I am using spark 1.6 and I aim to create external hive table like what I do in hive script. To do this, I first read in the partitioned avro file and get the schema of this file. Now I stopped here, I get no idea how to apply this schema to my creating table. I use scala. Need help guys.

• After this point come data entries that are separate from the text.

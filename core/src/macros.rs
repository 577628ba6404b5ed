//! Declaration macros for tables and name tags.

/// Declares zero-sized name tags for aliases, CTEs and derived tables.
///
/// ```
/// use sqlweave_core::name_tag;
/// use sqlweave_core::traits::Name;
///
/// name_tag! {
///     /// Number of posts per author.
///     pub struct PostCount = "post_count";
///     struct Recent = "recent";
/// }
///
/// assert_eq!(PostCount::NAME, "post_count");
/// assert_eq!(Recent::NAME, "recent");
/// ```
#[macro_export]
macro_rules! name_tag {
    ($($(#[$meta:meta])* $vis:vis struct $name:ident = $sql:literal;)*) => {
        $(
            $(#[$meta])*
            #[derive(Debug, Clone, Copy, Default)]
            $vis struct $name;

            impl $crate::traits::Name for $name {
                const NAME: &'static str = $sql;
            }
        )*
    };
}

/// Declares a table.
///
/// Generates the table struct with one public field per column, a module
/// named after the table (in snake case) holding one zero-sized type per
/// column, and every trait the builders need. Column types get the table's
/// visibility, so private tables work in tests and function bodies.
///
/// Column types are SQL type markers, optionally wrapped in
/// [`Nullable`](crate::traits::Nullable). Flags in brackets mark columns
/// with a database default (`default`) and primary keys (`primary_key`).
/// A name written as `("schema"."table")` puts the table in a schema.
///
/// ```
/// use sqlweave_core::table;
/// use sqlweave_core::traits::{Nullable, Table};
/// use sqlweave_core::types::{Int, Text};
///
/// table! {
///     /// Blog posts.
///     pub struct Post("post") {
///         id: Int [primary_key, default],
///         title: Text,
///         body: Nullable<Text>,
///     }
/// }
///
/// table! {
///     struct Archived("archive"."post") {
///         id: Int [primary_key],
///     }
/// }
///
/// assert_eq!(Post::NAME, "post");
/// assert_eq!(Post::COLUMNS.len(), 3);
/// assert!(Post::COLUMNS[1].is_required());
/// assert!(!Post::COLUMNS[0].is_required());
/// assert!(Post::COLUMNS[2].nullable);
/// assert_eq!(Archived::SCHEMA, Some("archive"));
/// let _title: post::title = Post::default().title;
/// ```
#[macro_export]
macro_rules! table {
    ($(#[$meta:meta])* pub struct $($rest:tt)*) => {
        $crate::__table!([pub] [pub] $(#[$meta])* $($rest)*);
    };
    ($(#[$meta:meta])* pub(crate) struct $($rest:tt)*) => {
        $crate::__table!([pub(crate)] [pub(crate)] $(#[$meta])* $($rest)*);
    };
    ($(#[$meta:meta])* pub(super) struct $($rest:tt)*) => {
        $crate::__table!([pub(super)] [pub(in super::super)] $(#[$meta])* $($rest)*);
    };
    ($(#[$meta:meta])* struct $($rest:tt)*) => {
        $crate::__table!([] [pub(super)] $(#[$meta])* $($rest)*);
    };
}

/// Body of [`table!`] once the visibility of the column types is known.
#[doc(hidden)]
#[macro_export]
macro_rules! __table {
    (
        [$($vis:tt)*] [$col_vis:vis]
        $(#[$meta:meta])*
        $name:ident($($names:tt)+) {
            $(
                $(#[$col_meta:meta])*
                $col:ident : $ty:ty $([$($flag:ident),* $(,)?])?
            ),* $(,)?
        }
    ) => {
        $crate::prelude::paste! {
            $(#[$meta])*
            #[derive(Debug, Clone, Copy, Default)]
            $($vis)* struct $name {
                $(
                    $(#[$col_meta])*
                    pub $col: [<$name:snake>]::$col,
                )*
            }

            #[doc = "Columns of [`" $name "`]."]
            #[allow(non_camel_case_types)]
            $($vis)* mod [<$name:snake>] {
                $(
                    #[doc = "Column `" $col "`."]
                    #[derive(Debug, Clone, Copy, Default)]
                    $col_vis struct $col;
                )*
            }

            impl $crate::traits::ScopeTable for $name {
                const SCOPE_NAME: &'static str = $crate::__table_name!(name; $($names)+);

                type Outer = $crate::traits::Outer<$name>;
            }

            impl $crate::traits::Table for $name {
                const NAME: &'static str = $crate::__table_name!(name; $($names)+);
                const SCHEMA: ::core::option::Option<&'static str> =
                    $crate::__table_name!(schema; $($names)+);
                const COLUMNS: &'static [$crate::traits::ColumnInfo] = &[
                    $(
                        $crate::traits::ColumnInfo {
                            name: stringify!($col),
                            sql_type: <<$ty as $crate::traits::ColumnType>::SQLType
                                as $crate::types::DataType>::SQL_NAME,
                            nullable: <<$ty as $crate::traits::ColumnType>::Nullable
                                as $crate::expr::Nullability>::NULLABLE,
                            has_default: $crate::schema::__has_flag(
                                &[$($(stringify!($flag)),*)?],
                                "default",
                            ),
                            primary_key: $crate::schema::__has_flag(
                                &[$($(stringify!($flag)),*)?],
                                "primary_key",
                            ),
                        },
                    )*
                ];

                type AllColumns = ($([<$name:snake>]::$col,)*);

                fn all_columns(&self) -> Self::AllColumns {
                    ($(self.$col,)*)
                }
            }

            impl $crate::from::FromItem for $name {
                type Provided = $crate::Cons<$name, $crate::Nil>;
                type Ctes = $crate::Nil;
                type Subqueries = $crate::Nil;

                fn from_sql(self) -> $crate::sql::SQL {
                    $crate::schema::table_target::<$name>()
                }
            }

            $(
                $crate::__table_column!(
                    $name,
                    [<$name:snake>],
                    $col,
                    $ty,
                    [$($($flag),*)?]
                );
            )*
        }
    };
}

/// Table name or schema from `"table"` / `"schema"."table"`.
#[doc(hidden)]
#[macro_export]
macro_rules! __table_name {
    (name; $schema:literal . $name:literal) => {
        $name
    };
    (name; $name:literal) => {
        $name
    };
    (schema; $schema:literal . $name:literal) => {
        ::core::option::Option::Some($schema)
    };
    (schema; $name:literal) => {
        ::core::option::Option::None
    };
}

/// Trait impls for one column declared by [`table!`].
#[doc(hidden)]
#[macro_export]
macro_rules! __table_column {
    ($table:ident, $module:ident, $col:ident, $ty:ty, [$($flag:ident),*]) => {
        impl $crate::traits::Name for $module::$col {
            const NAME: &'static str = stringify!($col);
        }

        impl $crate::traits::ToSQL for $module::$col {
            fn to_sql(&self) -> $crate::sql::SQL {
                $crate::sql::SQL::qualified(
                    <$table as $crate::traits::Table>::NAME,
                    stringify!($col),
                )
            }
        }

        impl $crate::expr::Expr for $module::$col {
            type SQLType = <$ty as $crate::traits::ColumnType>::SQLType;
            type Nullable = <$ty as $crate::traits::ColumnType>::Nullable;
            type Aggregate = $crate::expr::Scalar;
            type Tables = $crate::Cons<$table, $crate::Nil>;
            type Ungrouped = $crate::Cons<Self, $crate::Nil>;
            type Subqueries = $crate::Nil;
        }

        impl $crate::traits::ScopedColumn for $module::$col {
            type Scope = $table;
        }

        impl $crate::traits::Column for $module::$col {
            type Table = $table;

            const HAS_DEFAULT: bool = $crate::schema::__has_flag(&[$(stringify!($flag)),*], "default");
            const PRIMARY_KEY: bool =
                $crate::schema::__has_flag(&[$(stringify!($flag)),*], "primary_key");
        }

        impl $crate::builder::SelectItem for $module::$col {
            type Tag = Self;
            type Expr = Self;
            type Dynamic = $crate::expr::NonNull;

            fn item_sql(self) -> $crate::sql::SQL {
                $crate::traits::ToSQL::into_sql(self)
            }
        }

        $crate::__expr_ops!([] $module::$col);
    };
}

#[cfg(test)]
mod tests {
    use crate::ToSQL;
    use crate::traits::{Column, Name, Nullable, Table};
    use crate::types::{Int, Text};

    table! {
        struct Account("account") {
            id: Int [primary_key, default],
            email: Text,
            nickname: Nullable<Text>,
        }
    }

    table! {
        pub(crate) struct Ledger("audit"."ledger") {
            id: Int [primary_key],
        }
    }

    mod nested {
        use crate::types::Int;

        table! {
            pub(super) struct Entry("entry") {
                id: Int,
            }
        }
    }

    name_tag!(struct Owner = "owner";);

    #[test]
    fn table_metadata() {
        assert_eq!(Account::NAME, "account");
        let names: Vec<_> = Account::COLUMNS.iter().map(|c| c.name).collect();
        assert_eq!(names, ["id", "email", "nickname"]);
        assert_eq!(Account::COLUMNS[0].sql_type, "INTEGER");
        assert!(Account::COLUMNS[0].primary_key);
        assert!(Account::COLUMNS[2].nullable);
    }

    #[test]
    fn column_metadata() {
        assert!(<account::id as Column>::HAS_DEFAULT);
        assert!(<account::id as Column>::PRIMARY_KEY);
        assert!(!<account::email as Column>::HAS_DEFAULT);
        assert_eq!(<account::nickname as Name>::NAME, "nickname");
        assert_eq!(Owner::NAME, "owner");
    }

    #[test]
    fn columns_render_qualified() {
        let account = Account::default();
        assert_eq!(account.email.to_sql().sql(), r#""account"."email""#);
        assert_eq!(crate::schema::all_of(account).2.to_sql().sql(), r#""account"."nickname""#);
    }

    #[test]
    fn schema_qualifies_targets_not_columns() {
        use crate::from::FromItem;

        let ledger = Ledger::default();
        assert_eq!(Ledger::SCHEMA, Some("audit"));
        assert_eq!(Account::SCHEMA, None);
        assert_eq!(ledger.from_sql().sql(), r#""audit"."ledger""#);
        assert_eq!(ledger.id.to_sql().sql(), r#""ledger"."id""#);
    }

    #[test]
    fn restricted_visibility_tables() {
        let entry = nested::Entry::default();
        let _: nested::entry::id = entry.id;
        assert_eq!(entry.id.to_sql().sql(), r#""entry"."id""#);
    }
}
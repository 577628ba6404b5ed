//! Logical operators (AND, OR, NOT).
//!
//! This module provides both function-based and operator-based logical operations:
//!
//! ```ignore
//! // Function style
//! and(condition1, condition2)
//! or(condition1, condition2)
//! not(condition)
//!
//! // Operator style (via std::ops traits)
//! condition1 & condition2   // BitAnd
//! condition1 | condition2   // BitOr
//! !condition                // Not
//! ```
//!
//! Operands of `and`/`or` may be [`dynamic`](crate::dynamic::dynamic): a
//! disabled operand is left out of the rendered chain. With both operands
//! disabled the chain is its identity, `TRUE` for AND and `FALSE` for OR.

use crate::dynamic::Dynamic;
use crate::sql::{SQL, Token};
use crate::traits::ToSQL;
use crate::types::{Bool, BooleanLike};

use super::{Binary, Expr, NullOf2, Shape, Unary, operand};

// =============================================================================
// Condition
// =============================================================================

/// A boolean operand that may be switched off at runtime.
///
/// Every [`Expr`] is a condition; so is [`Dynamic`] wrapping one.
pub trait Condition {
    /// The typed expression the condition stands for.
    type Expr: Expr;

    /// Rendered condition, or empty SQL when disabled.
    fn condition_sql(self) -> SQL;

    fn condition_shape(&self) -> Shape;
}

impl<E: Expr> Condition for E {
    type Expr = E;

    fn condition_sql(self) -> SQL {
        self.into_sql()
    }

    fn condition_shape(&self) -> Shape {
        self.shape()
    }
}

impl<E: Expr> Condition for Dynamic<E> {
    type Expr = E;

    fn condition_sql(self) -> SQL {
        match self.into_inner() {
            Some(expr) => expr.into_sql(),
            None => SQL::empty(),
        }
    }

    fn condition_shape(&self) -> Shape {
        self.get().map_or(Shape::Atom, ToSQL::shape)
    }
}

/// Result of `and`/`or`.
pub type Logical<L, R> = Binary<
    Bool,
    NullOf2<<L as Condition>::Expr, <R as Condition>::Expr>,
    <L as Condition>::Expr,
    <R as Condition>::Expr,
>;

/// Result of `not`.
pub type Negated<E> = Unary<Bool, <E as Expr>::Nullable, E>;

struct Rendered(SQL, Shape);

impl ToSQL for Rendered {
    fn to_sql(&self) -> SQL {
        self.0.clone()
    }

    fn into_sql(self) -> SQL {
        self.0
    }

    fn shape(&self) -> Shape {
        self.1
    }
}

fn chain<L: Condition, R: Condition>(
    left: L,
    right: R,
    token: Token,
    identity: Token,
    shape: Shape,
) -> (SQL, Shape) {
    let (left_shape, right_shape) = (left.condition_shape(), right.condition_shape());
    let left = left.condition_sql();
    let right = right.condition_sql();
    match (left.is_empty(), right.is_empty()) {
        (true, true) => (SQL::token(identity), Shape::Atom),
        (false, true) => (left, left_shape),
        (true, false) => (right, right_shape),
        (false, false) => {
            let sql = operand(Rendered(left, left_shape), shape)
                .push(token)
                .append(operand(Rendered(right, right_shape), shape));
            (sql, shape)
        }
    }
}

// =============================================================================
// AND
// =============================================================================

/// Logical AND.
///
/// Requires both operands to be boolean. Nested ANDs render as one flat
/// chain; an OR operand is parenthesized.
pub fn and<L, R>(left: L, right: R) -> Logical<L, R>
where
    L: Condition,
    R: Condition,
    <L::Expr as Expr>::SQLType: BooleanLike,
    <R::Expr as Expr>::SQLType: BooleanLike,
{
    let (sql, shape) = chain(left, right, Token::AND, Token::TRUE, Shape::And);
    Logical::<L, R>::with_shape(sql, shape)
}

// =============================================================================
// OR
// =============================================================================

/// Logical OR.
///
/// Requires both operands to be boolean. Nested ORs render as one flat
/// chain; an AND operand is parenthesized.
pub fn or<L, R>(left: L, right: R) -> Logical<L, R>
where
    L: Condition,
    R: Condition,
    <L::Expr as Expr>::SQLType: BooleanLike,
    <R::Expr as Expr>::SQLType: BooleanLike,
{
    let (sql, shape) = chain(left, right, Token::OR, Token::FALSE, Shape::Or);
    Logical::<L, R>::with_shape(sql, shape)
}

// =============================================================================
// NOT
// =============================================================================

/// Logical NOT.
///
/// Negates a boolean expression. Anything but a single atom is
/// parenthesized: `NOT "t"."flag"`, `NOT ("t"."a" > ?)`.
pub fn not<E>(expr: E) -> Negated<E>
where
    E: Expr,
    E::SQLType: BooleanLike,
{
    let sql = SQL::token(Token::NOT).append(operand(expr, Shape::Not));
    Negated::<E>::with_shape(sql, Shape::Not)
}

finally, I make it myself with old-fashioned way. With the help of code below:
val rawSchema = sqlContext.read.avro("Path").schema
val schemaString = rawSchema.fields.map(field => field.name.replaceAll("""^_""", "").concat(" ").concat(field.dataType.typeName match {
case "integer" => "int"
case smt => smt
})).mkString(",\n")
val ddl =
s"""
|Create external table $tablename ($schemaString) \n
|partitioned by (y int, m int, d int, hh int, mm int) \n
|Stored As Avro \n
|-- inputformat 'org.apache.hadoop.hive.ql.io.avro.AvroContainerInputFormat' \n
| -- outputformat 'org.apache.hadoop.hive.ql.io.avro.AvroContainerOutputFormat' \n
| Location 'hdfs://$path'
""".stripMargin
take care no column name can start with _
and hive can't parse integer
. I would like to say that this way is not flexible but work. if anyone get better idea, plz comment.